= SOURCE DATA =

________________________

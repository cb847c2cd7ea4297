use rand::rngs::StdRng;
use rand::{Rng, SeedableRng};
use tracing::debug;

/// Builds the generator for a run: deterministic when `seed` is given,
/// entropy-seeded otherwise.
pub fn rng_from_seed(seed: Option<u64>) -> StdRng {
    match seed {
        Some(seed) => {
            debug!("Seeding random generator with {}", seed);
            StdRng::seed_from_u64(seed)
        }
        None => {
            debug!("Seeding random generator from system entropy");
            StdRng::from_entropy()
        }
    }
}

/// Draws a uniformly random 1-indexed site of a `size` x `size` grid.
#[inline]
pub fn draw_site(rng: &mut impl Rng, size: usize) -> (usize, usize) {
    (rng.gen_range(1..=size), rng.gen_range(1..=size))
}

#[cfg(test)]
mod tests {
    use super::*;

    #[test]
    fn seeded_generators_agree() {
        let mut a = rng_from_seed(Some(99));
        let mut b = rng_from_seed(Some(99));
        for _ in 0..10 {
            assert_eq!(draw_site(&mut a, 50), draw_site(&mut b, 50));
        }
    }

    #[test]
    fn drawn_sites_stay_within_bounds() {
        let mut rng = rng_from_seed(Some(1));
        for _ in 0..1000 {
            let (row, col) = draw_site(&mut rng, 3);
            assert!((1..=3).contains(&row));
            assert!((1..=3).contains(&col));
        }
    }

    #[test]
    fn single_site_grid_always_draws_the_corner() {
        let mut rng = rng_from_seed(None);
        assert_eq!(draw_site(&mut rng, 1), (1, 1));
    }
}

________________________

= WHAT YOU ARE ASKED TO DO =
Where the material contains a line with "Some", return that line.

= EXERCISE RESULT =
        Some(seed) => {
        let mut a = rng_from_seed(Some(99));
        let mut b = rng_from_seed(Some(99));
        let mut rng = rng_from_seed(Some(1));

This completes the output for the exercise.